PROBLEM REQUIREMENTS ::
Would you please return the lines of the entries below starting at the line that has "let twiddles: Vec<Complex64> = (0..n)" and ending at the line that has "Real part of", both included, exactly as they are?

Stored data
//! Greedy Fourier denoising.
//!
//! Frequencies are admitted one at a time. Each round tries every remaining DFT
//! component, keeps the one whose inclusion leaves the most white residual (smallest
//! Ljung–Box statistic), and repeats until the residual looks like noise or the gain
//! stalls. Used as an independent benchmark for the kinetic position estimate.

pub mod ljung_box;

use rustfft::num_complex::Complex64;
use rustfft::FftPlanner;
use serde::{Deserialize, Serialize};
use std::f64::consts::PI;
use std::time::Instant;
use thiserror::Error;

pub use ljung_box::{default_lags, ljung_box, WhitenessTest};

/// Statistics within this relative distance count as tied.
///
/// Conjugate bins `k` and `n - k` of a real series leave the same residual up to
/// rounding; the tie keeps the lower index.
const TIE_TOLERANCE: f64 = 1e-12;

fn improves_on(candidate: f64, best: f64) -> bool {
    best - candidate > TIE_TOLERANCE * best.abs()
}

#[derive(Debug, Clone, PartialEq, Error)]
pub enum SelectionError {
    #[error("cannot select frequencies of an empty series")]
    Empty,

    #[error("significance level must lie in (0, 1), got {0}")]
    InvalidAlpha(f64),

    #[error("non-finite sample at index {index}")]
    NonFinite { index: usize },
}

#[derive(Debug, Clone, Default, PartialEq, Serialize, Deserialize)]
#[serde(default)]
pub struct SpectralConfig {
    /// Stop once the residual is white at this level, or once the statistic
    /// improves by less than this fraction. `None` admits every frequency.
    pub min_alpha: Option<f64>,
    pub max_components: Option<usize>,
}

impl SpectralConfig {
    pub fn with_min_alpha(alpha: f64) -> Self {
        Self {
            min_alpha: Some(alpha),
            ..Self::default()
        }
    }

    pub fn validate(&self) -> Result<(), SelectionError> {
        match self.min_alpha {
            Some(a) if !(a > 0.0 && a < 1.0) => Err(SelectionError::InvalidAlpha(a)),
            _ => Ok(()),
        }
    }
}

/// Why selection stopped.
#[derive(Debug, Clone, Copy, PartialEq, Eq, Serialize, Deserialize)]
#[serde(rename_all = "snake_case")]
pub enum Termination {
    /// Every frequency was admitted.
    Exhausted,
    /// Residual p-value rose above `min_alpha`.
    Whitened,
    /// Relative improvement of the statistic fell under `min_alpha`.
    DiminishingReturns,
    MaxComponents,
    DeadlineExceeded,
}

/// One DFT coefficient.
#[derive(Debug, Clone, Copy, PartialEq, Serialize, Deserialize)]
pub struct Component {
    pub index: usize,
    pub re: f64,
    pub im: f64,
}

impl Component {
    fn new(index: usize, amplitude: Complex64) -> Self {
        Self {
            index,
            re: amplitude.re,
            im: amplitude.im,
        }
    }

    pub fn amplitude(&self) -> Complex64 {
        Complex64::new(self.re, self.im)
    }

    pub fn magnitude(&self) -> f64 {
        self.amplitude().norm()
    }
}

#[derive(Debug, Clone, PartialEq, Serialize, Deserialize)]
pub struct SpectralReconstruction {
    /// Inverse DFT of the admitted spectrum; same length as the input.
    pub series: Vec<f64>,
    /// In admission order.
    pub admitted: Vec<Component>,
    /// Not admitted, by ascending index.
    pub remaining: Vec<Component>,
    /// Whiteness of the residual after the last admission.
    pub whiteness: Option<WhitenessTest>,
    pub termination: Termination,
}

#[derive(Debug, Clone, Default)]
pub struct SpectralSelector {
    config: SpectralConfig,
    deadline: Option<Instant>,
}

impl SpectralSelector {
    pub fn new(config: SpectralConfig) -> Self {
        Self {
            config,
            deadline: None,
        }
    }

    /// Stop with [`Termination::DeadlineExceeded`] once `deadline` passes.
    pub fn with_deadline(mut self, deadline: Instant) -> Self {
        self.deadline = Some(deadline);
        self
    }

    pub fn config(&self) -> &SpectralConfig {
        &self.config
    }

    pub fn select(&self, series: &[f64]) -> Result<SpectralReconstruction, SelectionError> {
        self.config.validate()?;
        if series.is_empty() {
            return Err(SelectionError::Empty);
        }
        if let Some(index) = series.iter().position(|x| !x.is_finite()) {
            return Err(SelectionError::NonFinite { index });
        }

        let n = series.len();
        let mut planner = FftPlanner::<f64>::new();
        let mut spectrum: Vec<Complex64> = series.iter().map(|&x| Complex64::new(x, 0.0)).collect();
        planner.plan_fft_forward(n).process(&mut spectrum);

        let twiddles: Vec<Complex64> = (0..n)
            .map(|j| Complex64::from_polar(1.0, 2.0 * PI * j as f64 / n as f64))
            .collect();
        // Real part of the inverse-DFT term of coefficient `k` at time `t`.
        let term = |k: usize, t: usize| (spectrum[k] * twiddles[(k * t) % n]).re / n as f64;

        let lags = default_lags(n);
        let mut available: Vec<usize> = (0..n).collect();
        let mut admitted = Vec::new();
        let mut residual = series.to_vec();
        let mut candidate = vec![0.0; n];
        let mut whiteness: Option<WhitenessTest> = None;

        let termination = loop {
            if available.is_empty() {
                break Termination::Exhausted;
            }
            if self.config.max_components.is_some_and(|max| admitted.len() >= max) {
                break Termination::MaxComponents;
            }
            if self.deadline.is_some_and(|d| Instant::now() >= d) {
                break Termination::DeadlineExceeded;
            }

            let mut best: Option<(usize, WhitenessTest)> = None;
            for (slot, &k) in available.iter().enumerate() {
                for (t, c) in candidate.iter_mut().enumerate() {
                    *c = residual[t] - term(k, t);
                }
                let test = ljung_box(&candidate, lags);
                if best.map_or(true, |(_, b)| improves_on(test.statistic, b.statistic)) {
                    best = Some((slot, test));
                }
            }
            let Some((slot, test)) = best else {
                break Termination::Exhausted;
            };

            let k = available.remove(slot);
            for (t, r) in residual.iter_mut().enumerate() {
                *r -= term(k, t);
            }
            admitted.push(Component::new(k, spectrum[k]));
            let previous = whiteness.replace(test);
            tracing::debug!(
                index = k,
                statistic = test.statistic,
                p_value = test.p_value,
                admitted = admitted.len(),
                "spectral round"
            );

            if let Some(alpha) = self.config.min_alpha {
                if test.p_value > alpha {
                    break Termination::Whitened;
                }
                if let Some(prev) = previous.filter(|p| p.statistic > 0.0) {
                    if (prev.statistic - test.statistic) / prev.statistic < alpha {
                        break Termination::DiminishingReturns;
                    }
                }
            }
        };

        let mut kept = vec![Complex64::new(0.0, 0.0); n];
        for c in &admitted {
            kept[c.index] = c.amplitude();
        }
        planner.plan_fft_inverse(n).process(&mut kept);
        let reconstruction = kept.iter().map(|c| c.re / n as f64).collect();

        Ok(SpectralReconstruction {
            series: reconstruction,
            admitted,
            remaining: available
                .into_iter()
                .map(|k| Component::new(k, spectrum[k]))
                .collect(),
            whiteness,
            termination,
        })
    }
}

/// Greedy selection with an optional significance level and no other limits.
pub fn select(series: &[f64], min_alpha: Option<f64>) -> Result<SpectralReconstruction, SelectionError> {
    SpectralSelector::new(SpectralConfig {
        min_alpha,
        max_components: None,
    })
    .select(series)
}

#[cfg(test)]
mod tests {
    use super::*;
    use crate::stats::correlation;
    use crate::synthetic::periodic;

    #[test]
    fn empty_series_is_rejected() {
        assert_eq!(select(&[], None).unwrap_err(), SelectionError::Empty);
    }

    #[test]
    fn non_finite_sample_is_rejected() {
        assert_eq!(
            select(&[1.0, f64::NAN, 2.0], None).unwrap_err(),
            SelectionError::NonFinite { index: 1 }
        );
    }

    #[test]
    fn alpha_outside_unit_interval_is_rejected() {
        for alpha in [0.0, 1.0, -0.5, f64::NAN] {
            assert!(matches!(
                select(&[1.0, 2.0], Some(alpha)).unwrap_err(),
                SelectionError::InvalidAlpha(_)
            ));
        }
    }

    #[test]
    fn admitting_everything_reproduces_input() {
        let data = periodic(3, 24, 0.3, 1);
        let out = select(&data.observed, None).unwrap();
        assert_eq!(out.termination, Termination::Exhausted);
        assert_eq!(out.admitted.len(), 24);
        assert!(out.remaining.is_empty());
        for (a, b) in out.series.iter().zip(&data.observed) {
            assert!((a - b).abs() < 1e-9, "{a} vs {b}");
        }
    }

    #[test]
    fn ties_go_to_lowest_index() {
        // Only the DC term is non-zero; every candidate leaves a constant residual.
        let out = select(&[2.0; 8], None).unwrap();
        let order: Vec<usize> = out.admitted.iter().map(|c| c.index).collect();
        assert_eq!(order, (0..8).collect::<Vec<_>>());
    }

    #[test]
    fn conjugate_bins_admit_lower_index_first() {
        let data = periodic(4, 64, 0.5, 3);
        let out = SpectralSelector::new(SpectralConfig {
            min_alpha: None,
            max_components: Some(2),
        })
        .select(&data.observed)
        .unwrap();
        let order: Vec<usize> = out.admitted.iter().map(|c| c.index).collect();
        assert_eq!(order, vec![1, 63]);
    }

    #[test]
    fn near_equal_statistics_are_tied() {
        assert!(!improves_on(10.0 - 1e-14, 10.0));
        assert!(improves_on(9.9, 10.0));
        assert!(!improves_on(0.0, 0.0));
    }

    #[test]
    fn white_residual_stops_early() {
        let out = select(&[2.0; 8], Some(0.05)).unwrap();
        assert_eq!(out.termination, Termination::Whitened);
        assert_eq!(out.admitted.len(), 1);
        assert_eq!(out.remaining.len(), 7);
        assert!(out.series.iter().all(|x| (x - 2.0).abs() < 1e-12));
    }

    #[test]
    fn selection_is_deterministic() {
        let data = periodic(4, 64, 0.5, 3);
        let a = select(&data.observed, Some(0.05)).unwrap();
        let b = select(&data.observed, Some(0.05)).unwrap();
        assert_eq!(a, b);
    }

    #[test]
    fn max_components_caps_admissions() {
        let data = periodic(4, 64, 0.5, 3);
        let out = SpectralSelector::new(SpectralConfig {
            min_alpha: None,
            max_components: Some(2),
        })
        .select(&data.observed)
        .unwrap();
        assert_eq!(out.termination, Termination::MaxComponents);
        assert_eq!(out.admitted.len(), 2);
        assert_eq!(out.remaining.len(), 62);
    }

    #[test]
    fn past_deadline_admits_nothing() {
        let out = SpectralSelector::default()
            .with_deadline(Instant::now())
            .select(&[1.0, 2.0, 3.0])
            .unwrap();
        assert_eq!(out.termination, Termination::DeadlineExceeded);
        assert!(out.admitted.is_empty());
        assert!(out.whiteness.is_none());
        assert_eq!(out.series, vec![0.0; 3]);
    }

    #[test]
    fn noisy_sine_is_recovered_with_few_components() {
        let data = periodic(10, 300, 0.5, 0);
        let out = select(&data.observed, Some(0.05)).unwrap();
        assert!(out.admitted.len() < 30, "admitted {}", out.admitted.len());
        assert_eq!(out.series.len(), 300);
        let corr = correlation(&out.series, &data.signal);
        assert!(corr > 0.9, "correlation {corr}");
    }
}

RESPONSE FOR THIS EXERCISE ::
        let twiddles: Vec<Complex64> = (0..n)
            .map(|j| Complex64::from_polar(1.0, 2.0 * PI * j as f64 / n as f64))
            .collect();
        // Real part of the inverse-DFT term of coefficient `k` at time `t`.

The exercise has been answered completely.